Propio es de la naturaleza divina ser soberanamente generosa, porque Dios es la bondad infinita, y no puede menos que difundirse y comunicar los bienes que posee. La vida de Nuestro Señor JESUCRISTO es una manifestación continua de esta inagotable generosidad. Él es el divino sembrador que va derramando los tesoros de amor de su Corazón, para atraer a los hombres a la Verdad y Vida.
El transmitió la llama de su apostolado a la Iglesia, don inefable de su amor, transmisora de su vida, expresión de su verdad, reflejo de su santidad. Encendida en esos ardores, la esposa mística de Cristo, continúa a través de los siglos, la obra de apostolado de su divino modelo. ¡Qué admirable designio de la Providencia! Por medio de ella debe conocer el hombre el camino de la salvación.1
Sólo Jesús derramó su sangre por la Redención del mundo, pero ha querido servirse de cooperadores para distribuir sus beneficios. ¡Admirable condescendencia de Dios Padre! A nosotros, pobres criaturas, nos ha querido asociar a sus trabajos y a su gloria. La Iglesia, que nació de la llaga abierta del costado del Salvador, perpetúa por el ministerio apostólico la acción bienhechora y redentora de Jesucristo, Dios y hombre verdadero. Este ministerio del apostolado es, por voluntad expresa de Jesucristo, el factor principal de la extensión del Reino de Dios en el mundo.

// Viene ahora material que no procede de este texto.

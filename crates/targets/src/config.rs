//! Run configuration — the explicit parameter map supplied at run start.
//!
//! Defined here (in the targets crate) so both the engine and individual body
//! implementations can import it without a circular dependency.

use std::collections::HashMap;

use serde_json::Value;

/// Read-only parameter map for one run.
///
/// Supplied once when a run starts and never mutated afterwards; there is no
/// ambient/global configuration state.
#[derive(Debug, Clone, Default)]
pub struct RunConfig {
    values: HashMap<String, Value>,
}

impl RunConfig {
    /// Empty configuration.
    pub fn new() -> Self {
        Self::default()
    }

    /// Builder-style insert, for test and setup code.
    pub fn with(mut self, key: impl Into<String>, value: impl Into<Value>) -> Self {
        self.values.insert(key.into(), value.into());
        self
    }

    /// Look up a raw parameter value.
    pub fn get(&self, key: &str) -> Option<&Value> {
        self.values.get(key)
    }

    /// Whether a required parameter is usable: the key exists and the value
    /// is neither JSON `null` nor an empty string.
    pub fn is_set(&self, key: &str) -> bool {
        match self.values.get(key) {
            None | Some(Value::Null) => false,
            Some(Value::String(s)) => !s.is_empty(),
            Some(_) => true,
        }
    }

    /// Loose boolean reading of a parameter, used for condition gates
    /// driven by a single flag (`--param publish=true`).
    ///
    /// `false`, `"false"`, `"0"`, `""`, `null` and a missing key all read as
    /// false; any other value reads as true.
    pub fn truthy(&self, key: &str) -> bool {
        match self.values.get(key) {
            None | Some(Value::Null) => false,
            Some(Value::Bool(b)) => *b,
            Some(Value::String(s)) => !s.is_empty() && s != "false" && s != "0",
            Some(_) => true,
        }
    }
}

impl FromIterator<(String, Value)> for RunConfig {
    fn from_iter<I: IntoIterator<Item = (String, Value)>>(iter: I) -> Self {
        Self {
            values: iter.into_iter().collect(),
        }
    }
}

#[cfg(test)]
mod tests {
    use super::*;
    use serde_json::json;

    #[test]
    fn missing_null_and_empty_string_are_not_set() {
        let cfg = RunConfig::new()
            .with("null", Value::Null)
            .with("empty", "")
            .with("token", "s3cr3t")
            .with("count", 0);

        assert!(!cfg.is_set("absent"));
        assert!(!cfg.is_set("null"));
        assert!(!cfg.is_set("empty"));
        assert!(cfg.is_set("token"));
        // A present non-string value counts, even if it is zero/false-y.
        assert!(cfg.is_set("count"));
    }

    #[test]
    fn truthy_reads_flag_parameters() {
        let cfg = RunConfig::new()
            .with("yes", "true")
            .with("no", "false")
            .with("zero", "0")
            .with("flag", true)
            .with("obj", json!({ "k": 1 }));

        assert!(cfg.truthy("yes"));
        assert!(!cfg.truthy("no"));
        assert!(!cfg.truthy("zero"));
        assert!(!cfg.truthy("missing"));
        assert!(cfg.truthy("flag"));
        assert!(cfg.truthy("obj"));
    }
}
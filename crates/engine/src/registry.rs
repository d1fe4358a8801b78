//! Target registry — declaration storage and dependency-closure resolution.
//!
//! Rules enforced when resolving a closure:
//! 1. Every reachable dependency name must be registered.
//! 2. The reachable graph must be acyclic (self-loops included).
//! 3. Each target appears exactly once, after all of its dependencies.
//!
//! Resolution is a depth-first post-order walk from the requested target.
//! A target's declared dependency order is the traversal tie-break, so the
//! resulting plan is reproducible run to run.

use std::collections::{hash_map::Entry, HashMap, HashSet};

use crate::{EngineError, Target};

/// Owns the full name → [`Target`] mapping.
///
/// Built once during setup and treated as read-only for the duration of any
/// run; the executor only ever borrows it, so one registry can back any
/// number of runs.
#[derive(Debug, Default)]
pub struct TargetRegistry {
    targets: HashMap<String, Target>,
}

impl TargetRegistry {
    pub fn new() -> Self {
        Self::default()
    }

    /// Add a target declaration.
    ///
    /// # Errors
    /// [`EngineError::DuplicateTarget`] if a target with the same name is
    /// already registered.
    pub fn register(&mut self, target: Target) -> Result<(), EngineError> {
        match self.targets.entry(target.name.clone()) {
            Entry::Occupied(e) => Err(EngineError::DuplicateTarget(e.key().clone())),
            Entry::Vacant(v) => {
                v.insert(target);
                Ok(())
            }
        }
    }

    /// Look up a registered target.
    pub fn get(&self, name: &str) -> Option<&Target> {
        self.targets.get(name)
    }

    /// Number of registered targets.
    pub fn len(&self) -> usize {
        self.targets.len()
    }

    pub fn is_empty(&self) -> bool {
        self.targets.is_empty()
    }

    /// Check that every declared dependency of every target is registered.
    ///
    /// Run-time resolution reports the same problem lazily for the reachable
    /// part of the graph; this is the setup-time whole-registry check.
    ///
    /// # Errors
    /// [`EngineError::UnknownTarget`] naming the first dangling dependency.
    pub fn validate(&self) -> Result<(), EngineError> {
        for target in self.targets.values() {
            for dep in &target.dependencies {
                if !self.targets.contains_key(dep) {
                    return Err(EngineError::UnknownTarget(dep.clone()));
                }
            }
        }
        Ok(())
    }

    /// Resolve the execution plan for `name`: the ordered, deduplicated list
    /// of target names that must run, ending with `name` itself, with every
    /// dependency strictly before its dependents.
    ///
    /// # Errors
    /// - [`EngineError::UnknownTarget`] if `name` or a reachable dependency
    ///   is not registered.
    /// - [`EngineError::DependencyCycle`] if a cycle is reachable from
    ///   `name`; never returns a partial plan.
    pub fn resolve_closure(&self, name: &str) -> Result<Vec<String>, EngineError> {
        let mut order = Vec::new();
        let mut done = HashSet::new();
        let mut stack = Vec::new();
        self.visit(name, &mut stack, &mut done, &mut order)?;
        Ok(order)
    }

    // Depth-first post-order. `stack` doubles as the "visiting" marker set
    // and the path used to report a cycle; `done` dedupes diamond
    // dependencies at the position fixed by the first traversal path that
    // completes them.
    fn visit(
        &self,
        name: &str,
        stack: &mut Vec<String>,
        done: &mut HashSet<String>,
        order: &mut Vec<String>,
    ) -> Result<(), EngineError> {
        if done.contains(name) {
            return Ok(());
        }

        if let Some(pos) = stack.iter().position(|n| n == name) {
            let mut path: Vec<String> = stack[pos..].to_vec();
            path.push(name.to_owned());
            return Err(EngineError::DependencyCycle { path });
        }

        let target = self
            .targets
            .get(name)
            .ok_or_else(|| EngineError::UnknownTarget(name.to_owned()))?;

        stack.push(name.to_owned());
        for dep in &target.dependencies {
            self.visit(dep, stack, done, order)?;
        }
        stack.pop();

        done.insert(name.to_owned());
        order.push(name.to_owned());
        Ok(())
    }
}

// ============================================================
// Unit tests
// ============================================================
#[cfg(test)]
mod tests {
    use super::*;

    fn registry_of(decls: Vec<Target>) -> TargetRegistry {
        let mut registry = TargetRegistry::new();
        for t in decls {
            registry.register(t).expect("unique names in fixture");
        }
        registry
    }

    #[test]
    fn linear_chain_resolves_in_dependency_order() {
        // c depends on b depends on a
        let registry = registry_of(vec![
            Target::new("a"),
            Target::new("b").depends_on("a"),
            Target::new("c").depends_on("b"),
        ]);

        let plan = registry.resolve_closure("c").expect("acyclic");
        assert_eq!(plan, vec!["a", "b", "c"]);
    }

    #[test]
    fn diamond_dependency_appears_exactly_once() {
        //   d
        //  / \
        // b   c
        //  \ /
        //   a (requested)
        let registry = registry_of(vec![
            Target::new("a").depends_on("b").depends_on("c"),
            Target::new("b").depends_on("d"),
            Target::new("c").depends_on("d"),
            Target::new("d"),
        ]);

        let plan = registry.resolve_closure("a").expect("acyclic");
        assert_eq!(plan, vec!["d", "b", "c", "a"]);
        assert_eq!(plan.iter().filter(|n| *n == "d").count(), 1);
    }

    #[test]
    fn tie_break_follows_declared_dependency_order() {
        let registry = registry_of(vec![
            Target::new("all").depends_on("test").depends_on("lint").depends_on("docs"),
            Target::new("test"),
            Target::new("lint"),
            Target::new("docs"),
        ]);

        // Independent siblings come out in declaration order, not hash order.
        let plan = registry.resolve_closure("all").expect("acyclic");
        assert_eq!(plan, vec!["test", "lint", "docs", "all"]);
    }

    #[test]
    fn cycle_is_reported_with_its_members() {
        // a -> b -> c -> a
        let registry = registry_of(vec![
            Target::new("a").depends_on("b"),
            Target::new("b").depends_on("c"),
            Target::new("c").depends_on("a"),
        ]);

        match registry.resolve_closure("a") {
            Err(EngineError::DependencyCycle { path }) => {
                assert_eq!(path, vec!["a", "b", "c", "a"]);
            }
            other => panic!("expected DependencyCycle, got {other:?}"),
        }
    }

    #[test]
    fn self_loop_is_a_cycle() {
        let registry = registry_of(vec![Target::new("a").depends_on("a")]);

        assert!(matches!(
            registry.resolve_closure("a"),
            Err(EngineError::DependencyCycle { path }) if path == vec!["a", "a"]
        ));
    }

    #[test]
    fn cycle_off_the_requested_root_still_fails() {
        // root -> x -> y -> x
        let registry = registry_of(vec![
            Target::new("root").depends_on("x"),
            Target::new("x").depends_on("y"),
            Target::new("y").depends_on("x"),
        ]);

        assert!(matches!(
            registry.resolve_closure("root"),
            Err(EngineError::DependencyCycle { .. })
        ));
    }

    #[test]
    fn unknown_request_is_rejected() {
        let registry = registry_of(vec![Target::new("a")]);

        assert!(matches!(
            registry.resolve_closure("ghost"),
            Err(EngineError::UnknownTarget(name)) if name == "ghost"
        ));
    }

    #[test]
    fn dangling_dependency_is_rejected_at_resolution() {
        let registry = registry_of(vec![Target::new("a").depends_on("ghost")]);

        assert!(matches!(
            registry.resolve_closure("a"),
            Err(EngineError::UnknownTarget(name)) if name == "ghost"
        ));
    }

    #[test]
    fn duplicate_registration_is_rejected() {
        let mut registry = TargetRegistry::new();
        registry.register(Target::new("a")).expect("first is fine");

        assert!(matches!(
            registry.register(Target::new("a")),
            Err(EngineError::DuplicateTarget(name)) if name == "a"
        ));
    }

    #[test]
    fn validate_catches_dangling_references_anywhere() {
        let registry = registry_of(vec![
            Target::new("a"),
            Target::new("b").depends_on("missing"),
        ]);

        assert!(matches!(
            registry.validate(),
            Err(EngineError::UnknownTarget(name)) if name == "missing"
        ));

        let ok = registry_of(vec![Target::new("a"), Target::new("b").depends_on("a")]);
        assert!(ok.validate().is_ok());
    }

    #[test]
    fn single_target_no_dependencies_is_valid() {
        let registry = registry_of(vec![Target::new("solo")]);
        let plan = registry.resolve_closure("solo").expect("valid");
        assert_eq!(plan, vec!["solo"]);
    }
}
//! Engine-level error types.

use targets::BodyError;
use thiserror::Error;

/// Errors produced by the build engine (registration + resolution + execution).
#[derive(Debug, Error)]
pub enum EngineError {
    // ------ Registration / resolution errors ------

    /// Two targets share the same name.
    #[error("duplicate target: '{0}'")]
    DuplicateTarget(String),

    /// A run request or a declared dependency names a target that was never
    /// registered.
    #[error("unknown target: '{0}'")]
    UnknownTarget(String),

    /// The dependency graph contains a cycle reachable from the requested
    /// target; `path` lists the cycle's members, first node repeated at the
    /// end.
    #[error("dependency cycle: {}", .path.join(" -> "))]
    DependencyCycle { path: Vec<String> },

    // ------ Execution errors ------

    /// A target's required parameter is absent from the run configuration.
    /// Earlier plan entries have already executed; nothing after runs.
    #[error("target '{target}' requires parameter '{parameter}', which is not set")]
    MissingParameter { target: String, parameter: String },

    /// A target body failed; the rest of the plan never runs.
    #[error("target '{target}' failed")]
    TargetFailed {
        target: String,
        #[source]
        source: BodyError,
    },
}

En este apostolado figuran en primera línea los Obispos y sacerdotes, y una pléyade de compañías de apóstoles, cuya exuberante floración constituirá siempre uno de los fenómenos más palpables de la vitalidad de la Iglesia. En los primeros siglos aparecen las órdenes contemplativas, cuya oración incesante y rudas penitencias, contribuyó poderosamente a la conversión del mundo pagano. En la Edad Media aparecen las Órdenes de Predicadores —los Dominicos—, las Ordenes mendicantes (franciscanos…) y militares, y los mercedarios, consagrados a la heroica misión de rescatar cristianos cautivos apresados por los musulmanes. La Edad Moderna ve nacer una multitud de Congregaciones e Institutos dedicados a la enseñanza, a las misiones, y a toda una serie de obras de caridad, tanto corporal como espiritual. También la Iglesia ha tenido en todas su épocas, una legión de colaboradores entre los seglares, verdaderos apóstoles con su ejemplo y su palabra, que incluso han llegado a veces hasta derramar su sangre por Jesucristo. Es realmente asombrosa esta eflorescencia de obras de apostolado que nacen, en el momento más oportuno, para dar respuesta a las nuevas necesidades y peligros que surgen en cada época. En todas ellas hay que constatar el mismo espíritu que animaba a San Pablo: Yo muy gustosamente me gastaré y desgastaré por vuestras almas (2 Cor 12,15).
Estas humildes páginas están dedicadas a estos soldados de Cristo, que llenos de ardor apostólico, se exponen, precisamente a causa de la enorme actividad que despliegan, al peligro de no ser, ante que todo, hombres de vida interior, que pueden sentir la tentación, ya sea por los fracasos o por el cansancio del apostolado, de abandonar la lucha desalentados y desertar del campo de batalla. Ojala los pensamientos expuestos en este libro ahorren abundantes disgustos a muchos y contribuyan a encauzar mejor la actividad apostólica, mostrando con claridad que jamás se debe abandonar el Dios de las obras por las obras de Dios, y que la urgencia del Ay de mí, si no evangelizare (1 Cor 9,16) no nos puede hacer olvidar la advertencia de Jesús: ¿De qué le sirve al hombre ganar el mundo entero, si pierde su alma? (Mat 16,25).
Los padres y madres de familia cristianos, que tienen la obligación de formar a sus hijos, podrán también aplicarse las enseñanzas encerradas en estas páginas, pues sólo viviendo en medio de las pruebas una vida interior profunda y una paz inalterable, podrán impregnar sus hogares del espíritu de Jesucristo.
El alma de todo apostolado -Juan Bautista Chautard
1- La caridad cristiana es por su naturaleza expansiva y apostólica, porque es el rebosar del amor de Dios en el hombre, amor esencialmente comunicativo y que termina en la comunión. Se sigue de ahí que la santidad cristiana o es apostólica o no es de ningún modo santidad, porque el impulso de la caridad de que procede, no puede ser coartado ni partido. (Intimidad Divina, P. Gabriel de Sta. M. Magdalena, O.C.D.)